Problem to work on: Look through the data below for the string "index", and copy every line where it turns up.

::::::::

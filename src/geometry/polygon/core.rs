// src/geometry/polygon/core.rs

use crate::geometry::triangle::Triangle;
use crate::types::Vector2DExt;
use crate::utils::constants::EPSILON;
use glam::Vec2;
use std::fmt;

/// Liegt `point` (Toleranz `EPSILON`) auf der Strecke `a -> b`?
fn on_segment(point: Vec2, a: Vec2, b: Vec2) -> bool {
    let d = b - a;
    let r = point - a;
    if d.cross_product(r).abs() > EPSILON {
        return false;
    }
    let t = r.dot(d);
    -EPSILON <= t && t <= d.length_squared() + EPSILON
}

/// Geschlossener Eckpunkt-Ring mit explizitem Abschluss (erster == letzter)
/// und zwischengespeicherter Triangulierung.
///
/// Ein gültiger Ring hat mindestens 4 gespeicherte Eckpunkte (3 distinkte
/// plus Abschluss-Duplikat). Jede Mutation der Eckpunkte invalidiert den
/// Dreiecks-Cache.
#[derive(Debug, Clone, PartialEq)]
pub struct Polygon {
    pub(crate) vertices: Vec<Vec2>,
    pub(crate) triangles: Option<Vec<Triangle>>,
}

impl Polygon {
    /// Erstellt ein leeres Polygon.
    pub fn new() -> Self {
        Self {
            vertices: Vec::new(),
            triangles: None,
        }
    }

    /// Eckpunkt-Ring inklusive Abschluss-Duplikat.
    pub fn vertices(&self) -> &[Vec2] {
        &self.vertices
    }

    /// Anzahl distinkter Eckpunkte (ohne Abschluss-Duplikat).
    pub fn vertex_count(&self) -> usize {
        self.vertices.len().saturating_sub(1)
    }

    pub fn is_empty(&self) -> bool {
        self.vertices.is_empty()
    }

    /// Mindestens 3 distinkte Eckpunkte plus Abschluss.
    pub fn is_valid(&self) -> bool {
        self.vertices.len() >= 4
    }

    /// Hängt einen Eckpunkt an und hält das Abschluss-Duplikat aufrecht.
    pub fn push_vertex(&mut self, vertex: Vec2) {
        self.triangles = None;
        if self.vertices.is_empty() {
            self.vertices.push(vertex);
            self.vertices.push(vertex);
        } else {
            let last = self.vertices.len() - 1;
            self.vertices[last] = vertex;
            self.vertices.push(self.vertices[0]);
        }
    }

    /// Entfernt alle Eckpunkte.
    pub fn clear(&mut self) {
        self.vertices.clear();
        self.triangles = None;
    }

    /// Entfernt den distinkten Eckpunkt an `index` aus dem Ring.
    ///
    /// Bei `index == 0` wird das Abschluss-Duplikat auf den neuen ersten
    /// Eckpunkt gesetzt. Fällt der Ring unter 2 distinkte Punkte, wird er
    /// geleert.
    pub(crate) fn remove_ring_vertex(&mut self, index: usize) {
        self.triangles = None;
        if self.vertex_count() <= 2 {
            self.vertices.clear();
            return;
        }
        self.vertices.remove(index);
        if index == 0 {
            let first = self.vertices[0];
            let last = self.vertices.len() - 1;
            self.vertices[last] = first;
        }
    }

    /// Achsenparallele Hülle als (min, max); `None` für leere Polygone.
    pub fn bounding_box(&self) -> Option<(Vec2, Vec2)> {
        let first = *self.vertices.first()?;
        let mut min = first;
        let mut max = first;
        for v in &self.vertices[1..] {
            min.x = min.x.min(v.x);
            min.y = min.y.min(v.y);
            max.x = max.x.max(v.x);
            max.y = max.y.max(v.y);
        }
        Some((min, max))
    }

    /// Vorzeichenlose Fläche (Shoelace über den geschlossenen Ring).
    pub fn area(&self) -> f32 {
        if self.vertices.len() < 4 {
            return 0.0;
        }
        let mut sum = 0.0;
        for pair in self.vertices.windows(2) {
            sum += pair[0].cross_product(pair[1]);
        }
        (0.5 * sum).abs()
    }

    /// Punkt-im-Polygon-Test, Rand inklusive.
    ///
    /// Verwendet die zwischengespeicherte Triangulierung, wenn vorhanden,
    /// sonst Ray-Casting über den Ring.
    pub fn contains(&self, point: Vec2) -> bool {
        if let Some(triangles) = &self.triangles {
            return triangles.iter().any(|t| t.contains(point));
        }
        self.contains_ray_cast(point)
    }

    fn contains_ray_cast(&self, point: Vec2) -> bool {
        if self.vertices.len() < 4 {
            return false;
        }
        let mut inside = false;
        for pair in self.vertices.windows(2) {
            let (p1, p2) = (pair[0], pair[1]);
            // Randpunkte zählen als enthalten; der reine Strahltest würde
            // sie auf der rechten und oberen Kante verfehlen
            if on_segment(point, p1, p2) {
                return true;
            }
            if (p1.y > point.y) != (p2.y > point.y) {
                let x = p1.x + (p2.x - p1.x) * (point.y - p1.y) / (p2.y - p1.y);
                if point.x < x {
                    inside = !inside;
                }
            }
        }
        inside
    }

    /// Zwischengespeicherte Triangulierung; leer solange `triangulate`
    /// nicht aufgerufen wurde.
    pub fn triangles(&self) -> &[Triangle] {
        self.triangles.as_deref().unwrap_or(&[])
    }
}

impl Default for Polygon {
    fn default() -> Self {
        Self::new()
    }
}

impl fmt::Display for Polygon {
    fn fmt(&self, f: &mut fmt::Formatter<'_>) -> fmt::Result {
        write!(f, "Polygon({} vertices", self.vertex_count())?;
        if let Some(t) = &self.triangles {
            write!(f, ", {} triangles", t.len())?;
        }
        write!(f, ")")
    }
}
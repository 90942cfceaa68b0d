// src/types/mod.rs

pub mod vector;
pub mod window;

pub use self::vector::{SpadePoint, Vector2DExt, from_spade_point, to_spade_points};
pub use self::window::Window;
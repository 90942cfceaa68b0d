// src/types/window.rs

use crate::error::{GeometryError, GeometryResult};
use glam::Vec2;
use serde::{Deserialize, Serialize};
use std::fmt;

/// Achsenparalleles Bau-Fenster eines Diagramm-Durchlaufs.
///
/// Alle Zellen werden gegen dieses Rechteck geclippt; die Randverlängerung
/// offener Fächer projiziert auf seine Kanten.
#[derive(Debug, Clone, Copy, PartialEq, Serialize, Deserialize)]
pub struct Window {
    min: Vec2,
    max: Vec2,
}

impl Window {
    /// Erstellt ein Fenster; `min` muss in beiden Achsen strikt unter `max` liegen.
    pub fn new(min: Vec2, max: Vec2) -> GeometryResult<Self> {
        if min.x >= max.x || min.y >= max.y {
            return Err(GeometryError::InvalidWindow {
                message: format!("min {:?} must be strictly below max {:?}", min, max),
            });
        }
        Ok(Self { min, max })
    }

    /// Erstellt ein Fenster aus zwei beliebigen Eckpunkten.
    pub fn from_points(p1: Vec2, p2: Vec2) -> GeometryResult<Self> {
        Self::new(
            Vec2::new(p1.x.min(p2.x), p1.y.min(p2.y)),
            Vec2::new(p1.x.max(p2.x), p1.y.max(p2.y)),
        )
    }

    pub fn xmin(&self) -> f32 {
        self.min.x
    }

    pub fn xmax(&self) -> f32 {
        self.max.x
    }

    pub fn ymin(&self) -> f32 {
        self.min.y
    }

    pub fn ymax(&self) -> f32 {
        self.max.y
    }

    pub fn min(&self) -> Vec2 {
        self.min
    }

    pub fn max(&self) -> Vec2 {
        self.max
    }

    pub fn width(&self) -> f32 {
        self.max.x - self.min.x
    }

    pub fn height(&self) -> f32 {
        self.max.y - self.min.y
    }

    pub fn area(&self) -> f32 {
        self.width() * self.height()
    }

    pub fn center(&self) -> Vec2 {
        (self.min + self.max) * 0.5
    }

    /// Prüft ob ein Punkt im Fenster liegt (Rand inklusive).
    pub fn contains(&self, point: Vec2) -> bool {
        point.x >= self.min.x
            && point.x <= self.max.x
            && point.y >= self.min.y
            && point.y <= self.max.y
    }

    /// Zieht einen Punkt komponentenweise auf das Fenster zurück.
    pub fn clamp(&self, point: Vec2) -> Vec2 {
        point.clamp(self.min, self.max)
    }

    /// Eckpunkte in CCW-Reihenfolge, beginnend unten links.
    pub fn corners(&self) -> [Vec2; 4] {
        [
            self.min,
            Vec2::new(self.max.x, self.min.y),
            self.max,
            Vec2::new(self.min.x, self.max.y),
        ]
    }

    /// Vergrößert das Fenster in alle Richtungen um `amount`.
    pub fn expand(&self, amount: f32) -> Self {
        Self {
            min: self.min - Vec2::splat(amount),
            max: self.max + Vec2::splat(amount),
        }
    }
}

impl fmt::Display for Window {
    fn fmt(&self, f: &mut fmt::Formatter<'_>) -> fmt::Result {
        write!(
            f,
            "Window[{}..{} x {}..{}]",
            self.min.x, self.max.x, self.min.y, self.max.y
        )
    }
}
// src/bin/svg_demo.rs

//! Baut ein Diagramm aus Zufalls-Sites und schreibt es als SVG.
//!
//! Aufruf: `svg_demo [anzahl-sites] [ausgabedatei]`

use glam::Vec2;
use tracing::info;
use zonemap::debug::create_diagram_svg;
use zonemap::prelude::*;

fn main() -> Result<(), Box<dyn std::error::Error>> {
    tracing_subscriber::fmt::init();

    let mut args = std::env::args().skip(1);
    let count: usize = match args.next() {
        Some(s) => s.parse()?,
        None => 24,
    };
    let output = args.next().unwrap_or_else(|| "diagram.svg".to_string());

    let window = Window::new(Vec2::ZERO, Vec2::new(1000.0, 700.0))?;
    let mut rng = rand::rng();
    let sites = random_sites(&mut rng, &window, count, 40.0);

    let diagram = Diagram::build(sites, window)?;
    for (id, error) in diagram.failures() {
        info!("Zelle von {} nicht gebaut: {}", id, error);
    }

    let links = shared_edge_links(&diagram);
    info!(
        "{} Sites, {} Nachbarschaftslinks -> {}",
        diagram.sites().len(),
        links.len(),
        output
    );
    create_diagram_svg(&output, &diagram, &links, 900.0)?;
    Ok(())
}
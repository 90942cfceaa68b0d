// src/voronoi/diagram.rs

use super::cell::build_cell;
use super::mesh::{DelaunayMesh, TriangleProvider};
use crate::error::{GeometryError, GeometryResult};
use crate::geometry::Polygon;
use crate::site::{Site, SiteId};
use crate::types::Window;
use glam::Vec2;
use rayon::prelude::*;
use tracing::{info, warn};

/// Ergebnis des Zellaufbaus für eine einzelne Site.
///
/// Ein lokaler Geometriefehler degradiert zu einer fehlenden Zelle und
/// bricht nie den gesamten Durchlauf ab.
#[derive(Debug)]
pub enum CellOutcome {
    Built(Polygon),
    Failed(GeometryError),
}

impl CellOutcome {
    pub fn polygon(&self) -> Option<&Polygon> {
        match self {
            Self::Built(p) => Some(p),
            Self::Failed(_) => None,
        }
    }
}

/// Fertiges Diagramm eines Durchlaufs: pro Site eine geclippte,
/// triangulierte Zelle (oder ihr Fehlschlag).
///
/// Der Aufbau arbeitet auf einem unveränderlichen Schnappschuss der
/// Site-Positionen; die Zellen entstehen parallel, da jede nur die fertige
/// Triangulierung liest und ihre eigene Zelle schreibt.
#[derive(Debug)]
pub struct Diagram {
    window: Window,
    sites: Vec<Site>,
    cells: Vec<CellOutcome>,
}

impl Diagram {
    pub fn build(sites: Vec<Site>, window: Window) -> GeometryResult<Self> {
        let positions: Vec<Vec2> = sites.iter().map(|s| s.position).collect();
        let mesh = DelaunayMesh::build(&positions, window)?;

        let cells: Vec<CellOutcome> = sites
            .par_iter()
            .map(|site| match build_cell(site.position, &mesh) {
                Ok(polygon) => CellOutcome::Built(polygon),
                Err(e) => {
                    warn!("cell construction for {} ({}) failed: {}", site.id, site.name, e);
                    CellOutcome::Failed(e)
                }
            })
            .collect();

        let built = cells.iter().filter(|c| c.polygon().is_some()).count();
        info!(
            "diagram built: {}/{} cells over {} triangles in {}",
            built,
            sites.len(),
            mesh.triangles().len(),
            window
        );
        Ok(Self {
            window,
            sites,
            cells,
        })
    }

    pub fn window(&self) -> &Window {
        &self.window
    }

    pub fn sites(&self) -> &[Site] {
        &self.sites
    }

    pub fn site(&self, id: SiteId) -> Option<&Site> {
        self.sites.get(id.index())
    }

    pub fn outcomes(&self) -> &[CellOutcome] {
        &self.cells
    }

    /// Die Zelle einer Site; `None` für unbekannte Ids und fehlgeschlagene Zellen.
    pub fn cell(&self, id: SiteId) -> Option<&Polygon> {
        self.cells.get(id.index()).and_then(|c| c.polygon())
    }

    /// Sites, deren Zellaufbau fehlgeschlagen ist, mit Diagnose.
    pub fn failures(&self) -> impl Iterator<Item = (SiteId, &GeometryError)> {
        self.cells.iter().enumerate().filter_map(|(i, c)| match c {
            CellOutcome::Failed(e) => Some((SiteId(i), e)),
            CellOutcome::Built(_) => None,
        })
    }

    /// Die erste Site, deren Zelle den Punkt enthält.
    pub fn site_at(&self, point: Vec2) -> Option<SiteId> {
        self.cells
            .iter()
            .position(|c| c.polygon().is_some_and(|p| p.contains(point)))
            .map(SiteId)
    }
}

::::::::

Final answer:
    /// Entfernt den distinkten Eckpunkt an `index` aus dem Ring.
    /// Bei `index == 0` wird das Abschluss-Duplikat auf den neuen ersten
    pub(crate) fn remove_ring_vertex(&mut self, index: usize) {
        self.vertices.remove(index);
        if index == 0 {
        self.sites.get(id.index())
        self.cells.get(id.index()).and_then(|c| c.polygon())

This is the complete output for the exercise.